I ride my bike and take the bus home most days fromΒ my office in suburbs. It’s not fast, the bus is clunky and slow. But I certainly could drive to work with the acres of parking. Yet, I’m well aware that there are many people who can’t afford to drive or have no choice but to take the bus. I suspect many of the people I see riding the shuttle back and forth and then transferring to city bus even at my office don’t do it because they choose that lifestyle.
Likewise I shop at primarily at Walmart and thrift shops, live in a pretty rundown but cheap apartment, don’t use my heat much, live without a television or high-speed internet, and it’s been months since I’ve had my laptop at home. But those are choices, as people point I out, you’re a director, you could live some place a lot nicer, a lot warmer, with all the color and light of a modern suburban home. Indeed, compared even to my neighbors or even many poorer people in city, I live particularly simplistic. But a lot of it is I don’t like the world of advertising, buying shit, plastic, landfills. Even if I do drive a big jacked up truck out in wilderness. The money I don’t spend now I want to save and eventually put towards my off-grid cabin.
Truth is it’s not always clear how much money people have, and why people choose to live the way they do. While it’s obvious the status symbols of wealthy suburbanite – the fancy chemical lawn, the grid-tied solar panels, the weekly trash pickup and television and high speed internet in each room – many others do choose to live simply. Many homesteaders are poor, in part because opportunities for good paying work in rural areas are few and far between. Or they just don’t want to participate in the often scammy-consumerist business life of hawking questionable products to both government and the private sector. And certainly many farmers give up much to reinvest in their land, and keep them and their familes on it.
Farming and homesteading is really expensive. It really is shocking even how much used equipment costs, to say nothing of feed and fuel bills, fencing. Land is remarkably expensive, much less building a house or off-grid systems especially if you’re seeking maximum comfort and compliance with building codes. It’s easy to be impoverished in a conventional sense with all those costs if you want to dedicate your life to your land. To say nothing about tax bills – they are no joke for farm families or anyone that owns a significant amount of land, especially compared to what the land can return in commercial product sales. It’s different to be struggling to stay on one’s own family land by trying to squeeze enough produce out of it compared to struggling to stay off the street, but often the margins after cost and the risk to life and legacy are pretty similar.
I have nothing but distaste for the fake nature of suburbia, the chemical lawns, color and light of modern homes full of appliances, the constant drone of advertising telling you to buy and discard shit, the seemingly limitless electricity, the packages that appear mysteriously on your door step when you order them, the flushing of toilets that disappear the poop to far away place or the trash that disappears when you put it out at the curb.
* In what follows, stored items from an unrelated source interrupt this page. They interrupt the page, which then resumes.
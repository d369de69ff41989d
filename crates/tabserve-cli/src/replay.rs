//! Event script replay
//!
//! A script is JSON lines, one pipeline event per line:
//!
//! ```text
//! {"event": "beginWindow", "windowId": 1}
//! {"event": "input", "rows": [{"id": 1, "msg": "hello"}]}
//! {"event": "query", "envelope": {"type": "dataQuery", "id": "q1"}}
//! {"event": "endWindow"}
//! ```
//!
//! A query envelope given as a JSON string is passed through verbatim, which
//! allows replaying text that is not valid JSON. Blank lines and lines
//! starting with `#` are skipped.

use std::io::BufRead;

use anyhow::{Context, Result};
use serde::Deserialize;
use serde_json::Value as JsonValue;
use tabserve_server::{ResultSink, ServerError, TabularServer};
use tracing::warn;

#[derive(Debug, Deserialize)]
#[serde(tag = "event", rename_all = "camelCase")]
pub enum ReplayEvent {
    BeginWindow {
        #[serde(rename = "windowId")]
        window_id: u64,
    },
    EndWindow,
    Query {
        envelope: JsonValue,
    },
    Input {
        rows: Vec<JsonValue>,
    },
    Teardown,
}

impl ReplayEvent {
    pub fn parse(line: &str) -> Result<Self> {
        serde_json::from_str(line).context("invalid replay event")
    }
}

/// What happened during a replay
#[derive(Debug, Default, PartialEq, Eq)]
pub struct ReplaySummary {
    pub events: usize,
    pub windows: usize,
    pub rejected_batches: usize,
}

/// Feed every event of `script` to `server`, emitting results on `sink`
pub fn replay(
    script: impl BufRead,
    server: &mut TabularServer<JsonValue>,
    sink: &mut impl ResultSink,
) -> Result<ReplaySummary> {
    let mut summary = ReplaySummary::default();

    for (index, line) in script.lines().enumerate() {
        let line_no = index + 1;
        let line = line.with_context(|| format!("failed to read line {}", line_no))?;
        let trimmed = line.trim();
        if trimmed.is_empty() || trimmed.starts_with('#') {
            continue;
        }

        let event = ReplayEvent::parse(trimmed).with_context(|| format!("line {}", line_no))?;
        summary.events += 1;

        match event {
            ReplayEvent::BeginWindow { window_id } => server
                .begin_window(window_id)
                .with_context(|| format!("line {}", line_no))?,
            ReplayEvent::EndWindow => {
                server
                    .end_window(sink)
                    .with_context(|| format!("line {}", line_no))?;
                summary.windows += 1;
            }
            ReplayEvent::Query { envelope } => {
                let text = match envelope {
                    JsonValue::String(raw) => raw,
                    other => other.to_string(),
                };
                server.process_query(&text, sink);
            }
            ReplayEvent::Input { rows } => match server.process_input(&rows) {
                Ok(_) => {}
                Err(ServerError::Core(e)) => {
                    warn!(line = line_no, error = %e, "Input batch rejected, keeping previous snapshot");
                    summary.rejected_batches += 1;
                }
                Err(e) => return Err(e).with_context(|| format!("line {}", line_no)),
            },
            ReplayEvent::Teardown => server.teardown(),
        }
    }

    Ok(summary)
}
//! Secret lifecycle orchestration: create, update, delete.
//!
//! The manager owns secret metadata and delegates value history to the
//! store. Plaintext is encrypted through the gateway before a write
//! transaction opens, so the lock is never held across cipher work; the
//! transaction re-validates existence and name uniqueness before mutating.

use std::collections::HashSet;
use std::sync::Arc;

use tracing::info;

use crate::encryption::EncryptionGateway;
use crate::error::{Error, Result};
use crate::store::SecretStore;
use crate::types::{
    CreateSecret, EnvironmentId, ProjectId, Secret, SecretEntry, SecretId, SecretUpdate,
    SecretValue, SecretVersion, SecretWithVersions, UpdatedSecret, validate_secret_name,
};

/// Creates, updates, and deletes secrets and their version histories.
///
/// Together with the rollback executor this is one of the two writers of
/// the version store. Every multi-row mutation commits in one transaction:
/// a failed operation leaves no partial state.
pub struct SecretManager {
    /// The transactional store of rows.
    store: Arc<SecretStore>,
    /// The injectable encrypt/decrypt capability.
    gateway: Arc<dyn EncryptionGateway>,
}

impl SecretManager {
    /// Creates a manager over the given store and gateway.
    #[must_use]
    pub fn new(store: Arc<SecretStore>, gateway: Arc<dyn EncryptionGateway>) -> Self {
        Self { store, gateway }
    }

    /// Creates a secret with one version (number 1) per entry.
    ///
    /// The entry list may be empty; the secret then exists with no value
    /// history until the first update.
    ///
    /// # Errors
    ///
    /// Returns an error if:
    /// - The name is invalid or already taken within the project
    /// - The entry list references an environment more than once
    /// - Encryption fails
    pub fn create_secret(
        &self,
        project: ProjectId,
        request: CreateSecret,
    ) -> Result<SecretWithVersions> {
        reject_duplicate_environments(&request.entries)?;

        let secret = Secret::new(project, request.name, request.note)?;
        let sealed = self.seal_entries(project, &request.entries)?;

        let created = self.store.write(|state| {
            if state.name_in_use(project, &secret.name) {
                return Err(Error::DuplicateSecretName {
                    name: secret.name.clone(),
                });
            }

            state.insert_secret(secret.clone());
            let versions = sealed
                .into_iter()
                .map(|(environment, value)| state.append_version(secret.id, environment, value))
                .collect();

            Ok(SecretWithVersions {
                secret: secret.clone(),
                versions,
            })
        })?;

        info!(
            secret_id = %created.secret.id,
            project_id = %project,
            versions = created.versions.len(),
            "created secret"
        );
        Ok(created)
    }

    /// Updates a secret's metadata and appends one new version per entry.
    ///
    /// Metadata fields are overwritten in place when present. Each entry
    /// appends to its environment's history with number = current max + 1
    /// (1 for an environment with no prior versions).
    ///
    /// # Errors
    ///
    /// Returns an error if:
    /// - The secret does not exist
    /// - The new name is invalid or taken by another secret in the project
    /// - The entry list is present but empty, or references an environment
    ///   more than once
    /// - Encryption fails
    pub fn update_secret(&self, id: SecretId, update: SecretUpdate) -> Result<UpdatedSecret> {
        if let Some(entries) = &update.entries {
            if entries.is_empty() {
                return Err(Error::InvalidEntries {
                    reason: "entry list is present but empty".to_string(),
                });
            }
            reject_duplicate_environments(entries)?;
        }

        if let Some(name) = &update.name {
            validate_secret_name(name)?;
        }

        let project = self
            .store
            .get_secret(id)
            .ok_or(Error::SecretNotFound { id: id.as_uuid() })?
            .project_id;

        let sealed = match &update.entries {
            Some(entries) => self.seal_entries(project, entries)?,
            None => Vec::new(),
        };

        let updated = self.store.write(|state| {
            let current_name = match state.secret(id) {
                Some(secret) => secret.name.clone(),
                None => return Err(Error::SecretNotFound { id: id.as_uuid() }),
            };

            if let Some(name) = &update.name {
                if *name != current_name && state.name_in_use(project, name) {
                    return Err(Error::DuplicateSecretName { name: name.clone() });
                }
            }

            if let Some(name) = update.name {
                state.rename_secret(id, name);
            }
            if let Some(note) = update.note {
                state.set_note(id, note);
            }

            let updated_versions: Vec<SecretVersion> = sealed
                .into_iter()
                .map(|(environment, value)| state.append_version(id, environment, value))
                .collect();
            state.touch_secret(id);

            let secret = state
                .secret(id)
                .cloned()
                .ok_or(Error::SecretNotFound { id: id.as_uuid() })?;

            Ok(UpdatedSecret {
                secret,
                updated_versions,
            })
        })?;

        info!(
            secret_id = %id,
            versions_added = updated.updated_versions.len(),
            "updated secret"
        );
        Ok(updated)
    }

    /// Deletes a secret and all of its version rows across all
    /// environments in one transaction.
    ///
    /// # Errors
    ///
    /// Returns an error if the secret does not exist.
    pub fn delete_secret(&self, id: SecretId) -> Result<()> {
        let (secret, versions_removed) = self.store.write(|state| {
            state
                .remove_secret(id)
                .ok_or(Error::SecretNotFound { id: id.as_uuid() })
        })?;

        info!(
            secret_id = %id,
            project_id = %secret.project_id,
            versions_removed,
            "deleted secret"
        );
        Ok(())
    }

    /// Encrypts every entry's value for the project.
    fn seal_entries(
        &self,
        project: ProjectId,
        entries: &[SecretEntry],
    ) -> Result<Vec<(EnvironmentId, SecretValue)>> {
        entries
            .iter()
            .map(|entry| {
                let ciphertext = self.gateway.encrypt(project, entry.value.as_bytes())?;
                Ok((entry.environment_id, SecretValue::new(ciphertext)))
            })
            .collect()
    }
}

impl std::fmt::Debug for SecretManager {
    fn fmt(&self, f: &mut std::fmt::Formatter<'_>) -> std::fmt::Result {
        f.debug_struct("SecretManager")
            .field("secrets", &self.store.len())
            .finish()
    }
}

/// Rejects an entry list that references any environment more than once.
fn reject_duplicate_environments(entries: &[SecretEntry]) -> Result<()> {
    let mut seen = HashSet::new();
    for entry in entries {
        if !seen.insert(entry.environment_id) {
            return Err(Error::InvalidEntries {
                reason: format!(
                    "environment referenced more than once: {}",
                    entry.environment_id
                ),
            });
        }
    }
    Ok(())
}
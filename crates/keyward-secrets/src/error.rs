//! Error types for the secret management core.

use thiserror::Error;
use uuid::Uuid;

/// Errors that can occur in the secret management core.
#[derive(Debug, Error)]
pub enum Error {
    /// Secret not found in the store.
    #[error("secret not found: {id}")]
    SecretNotFound {
        /// The identifier of the secret that was not found.
        id: Uuid,
    },

    /// A secret with this name already exists in the project.
    #[error("secret name already exists in project: {name}")]
    DuplicateSecretName {
        /// The conflicting name.
        name: String,
    },

    /// Invalid secret name.
    #[error("invalid secret name: {reason}")]
    InvalidSecretName {
        /// The reason the name is invalid.
        reason: String,
    },

    /// Malformed entry list in a create or update request.
    #[error("invalid entries: {reason}")]
    InvalidEntries {
        /// The reason the entry list is malformed.
        reason: String,
    },

    /// Rollback target outside the valid version range for a pair.
    #[error("version {requested} outside valid range [1, {max}]")]
    VersionOutOfRange {
        /// The requested target version.
        requested: u32,
        /// The current maximum version for the pair.
        max: u32,
    },

    /// The store stayed contended past the bounded retry budget.
    ///
    /// This is the only retryable error; callers may re-issue the
    /// operation.
    #[error("transaction conflict: store still contended after {attempts} attempts")]
    TransactionConflict {
        /// How many lock acquisitions were attempted.
        attempts: u32,
    },

    /// Encryption or decryption failed.
    #[error("encryption error: {reason}")]
    EncryptionError {
        /// The reason the cipher operation failed.
        reason: String,
    },
}

/// Result type alias for secret management operations.
pub type Result<T> = std::result::Result<T, Error>;
#[cfg(test)]
mod tests {
    use super::*;
    use proptest::prelude::*;

    fn seed_secret(store: &SecretStore, project: ProjectId) -> SecretId {
        store
            .write(|state| {
                let secret = Secret::new(project, "seed", None)?;
                let id = secret.id;
                state.insert_secret(secret);
                Ok(id)
            })
            .expect("seed should commit")
    }

    fn append(store: &SecretStore, secret: SecretId, env: EnvironmentId, byte: u8) -> u32 {
        store
            .write(|state| {
                Ok(state
                    .append_version(secret, env, SecretValue::new(vec![byte]))
                    .number)
            })
            .expect("append should commit")
    }

    #[test]
    fn append_assigns_contiguous_numbers_from_one() {
        let store = SecretStore::new();
        let secret = seed_secret(&store, ProjectId::new());
        let env = EnvironmentId::new();

        assert_eq!(append(&store, secret, env, 1), 1);
        assert_eq!(append(&store, secret, env, 2), 2);
        assert_eq!(append(&store, secret, env, 3), 3);

        assert_eq!(store.current_max(secret, env), 3);
        assert_eq!(store.read(|s| s.pair_numbers(secret, env)), vec![1, 2, 3]);
    }

    #[test]
    fn environments_number_independently() {
        let store = SecretStore::new();
        let secret = seed_secret(&store, ProjectId::new());
        let dev = EnvironmentId::new();
        let prod = EnvironmentId::new();

        append(&store, secret, dev, 1);
        append(&store, secret, dev, 2);
        append(&store, secret, prod, 3);

        assert_eq!(store.current_max(secret, dev), 2);
        assert_eq!(store.current_max(secret, prod), 1);
        assert_eq!(store.version_count(secret), 3);
    }

    #[test]
    fn version_and_latest_lookups() {
        let store = SecretStore::new();
        let secret = seed_secret(&store, ProjectId::new());
        let env = EnvironmentId::new();

        append(&store, secret, env, 10);
        append(&store, secret, env, 20);

        let first = store.version(secret, env, 1).expect("version 1");
        assert_eq!(first.value.as_bytes(), &[10]);

        let latest = store.latest(secret, env).expect("latest");
        assert_eq!(latest.number, 2);
        assert_eq!(latest.value.as_bytes(), &[20]);

        assert!(store.version(secret, env, 3).is_none());
        assert!(store.latest(secret, EnvironmentId::new()).is_none());
    }

    #[test]
    fn truncate_after_removes_newer_versions() {
        let store = SecretStore::new();
        let secret = seed_secret(&store, ProjectId::new());
        let env = EnvironmentId::new();

        for byte in 1..=3 {
            append(&store, secret, env, byte);
        }

        let removed = store
            .write(|state| Ok(state.truncate_after(secret, env, 1)))
            .expect("truncate should commit");

        assert_eq!(removed, 2);
        assert_eq!(store.current_max(secret, env), 1);
        assert_eq!(
            store.latest(secret, env).expect("latest").value.as_bytes(),
            &[1]
        );
    }

    #[test]
    fn truncate_after_at_max_removes_nothing() {
        let store = SecretStore::new();
        let secret = seed_secret(&store, ProjectId::new());
        let env = EnvironmentId::new();

        append(&store, secret, env, 1);
        append(&store, secret, env, 2);

        let removed = store
            .write(|state| Ok(state.truncate_after(secret, env, 2)))
            .expect("truncate should commit");

        assert_eq!(removed, 0);
        assert_eq!(store.current_max(secret, env), 2);
    }

    #[test]
    fn truncate_after_missing_pair_removes_nothing() {
        let store = SecretStore::new();
        let secret = seed_secret(&store, ProjectId::new());

        let removed = store
            .write(|state| Ok(state.truncate_after(secret, EnvironmentId::new(), 1)))
            .expect("truncate should commit");

        assert_eq!(removed, 0);
    }

    #[test]
    fn append_after_truncate_continues_from_new_max() {
        let store = SecretStore::new();
        let secret = seed_secret(&store, ProjectId::new());
        let env = EnvironmentId::new();

        for byte in 1..=3 {
            append(&store, secret, env, byte);
        }
        store
            .write(|state| Ok(state.truncate_after(secret, env, 1)))
            .expect("truncate should commit");

        assert_eq!(append(&store, secret, env, 9), 2);
        assert_eq!(store.read(|s| s.pair_numbers(secret, env)), vec![1, 2]);
    }

    #[test]
    fn remove_secret_cascades_and_frees_name() {
        let store = SecretStore::new();
        let project = ProjectId::new();
        let secret = seed_secret(&store, project);
        let dev = EnvironmentId::new();
        let prod = EnvironmentId::new();

        append(&store, secret, dev, 1);
        append(&store, secret, dev, 2);
        append(&store, secret, prod, 3);

        let (removed_secret, removed_versions) = store
            .write(|state| {
                state
                    .remove_secret(secret)
                    .ok_or(Error::SecretNotFound {
                        id: secret.as_uuid(),
                    })
            })
            .expect("remove should commit");

        assert_eq!(removed_secret.id, secret);
        assert_eq!(removed_versions, 3);
        assert!(store.is_empty());
        assert_eq!(store.version_count(secret), 0);
        assert!(!store.read(|s| s.name_in_use(project, "seed")));
    }

    #[test]
    fn name_index_tracks_renames() {
        let store = SecretStore::new();
        let project = ProjectId::new();
        let secret = seed_secret(&store, project);

        store
            .write(|state| {
                state.rename_secret(secret, "renamed".to_string());
                Ok(())
            })
            .expect("rename should commit");

        assert!(!store.read(|s| s.name_in_use(project, "seed")));
        assert!(store.read(|s| s.name_in_use(project, "renamed")));
        assert_eq!(
            store.get_secret(secret).expect("secret").name,
            "renamed"
        );
    }

    #[test]
    fn environments_of_lists_pairs_with_history() {
        let store = SecretStore::new();
        let secret = seed_secret(&store, ProjectId::new());
        let dev = EnvironmentId::new();
        let prod = EnvironmentId::new();

        append(&store, secret, dev, 1);
        append(&store, secret, prod, 2);

        let mut environments = store.read(|s| s.environments_of(secret));
        environments.sort_by_key(EnvironmentId::as_uuid);
        let mut expected = vec![dev, prod];
        expected.sort_by_key(EnvironmentId::as_uuid);

        assert_eq!(environments, expected);
    }

    #[test]
    fn write_surfaces_conflict_when_store_stays_contended() {
        use std::sync::Arc;
        use std::thread;

        let store = Arc::new(SecretStore::new());
        let reader = Arc::clone(&store);

        let hold = thread::spawn(move || {
            reader.read(|_| {
                thread::sleep(Duration::from_millis(400));
            });
        });

        // Give the reader time to take the lock
        thread::sleep(Duration::from_millis(50));

        let result = store.write(|_| Ok(()));
        assert!(matches!(
            result,
            Err(Error::TransactionConflict { .. })
        ));

        hold.join().expect("reader thread should complete");

        // Once the lock frees up, writes succeed again
        assert!(store.write(|_| Ok(())).is_ok());
    }

    proptest! {
        #[test]
        fn prop_versions_stay_contiguous(ops in prop::collection::vec(any::<(bool, u8)>(), 1..64)) {
            let store = SecretStore::new();
            let secret = seed_secret(&store, ProjectId::new());
            let env = EnvironmentId::new();

            for (is_truncate, byte) in ops {
                if is_truncate {
                    let max = store.current_max(secret, env);
                    if max > 0 {
                        let keep = u32::from(byte) % max + 1;
                        store
                            .write(|state| Ok(state.truncate_after(secret, env, keep)))
                            .expect("truncate should commit");
                    }
                } else {
                    append(&store, secret, env, byte);
                }

                let max = store.current_max(secret, env);
                let numbers = store.read(|s| s.pair_numbers(secret, env));
                prop_assert_eq!(numbers, (1..=max).collect::<Vec<u32>>());
            }
        }
    }
}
All the brightly colored packages at the store. I think I’d much rather smell the cattle and horny buck goat or the smoke off burn barrel, see the sun hit my solar panels, or have food that less then perfect. Like the poor people. But I’m saving for that life, and some day I will make the leap.
Truth is that I’m not poor even if I don’t keep much money in my bank account and I’m loathe to spend and waste money unnecessarily, buying more crap that I later have to get rid of. I don’t love paying large electric bills for something that is invisible and gives me little joy. I’d rather sweat a bit in summer, shiver in the winter. Sit in darkness in winter and spend my nights as much as possible in the wilderness, next to fire and out riding trail and exploring. I don’t like the comforts that so much of middle class suburbia is addicted to.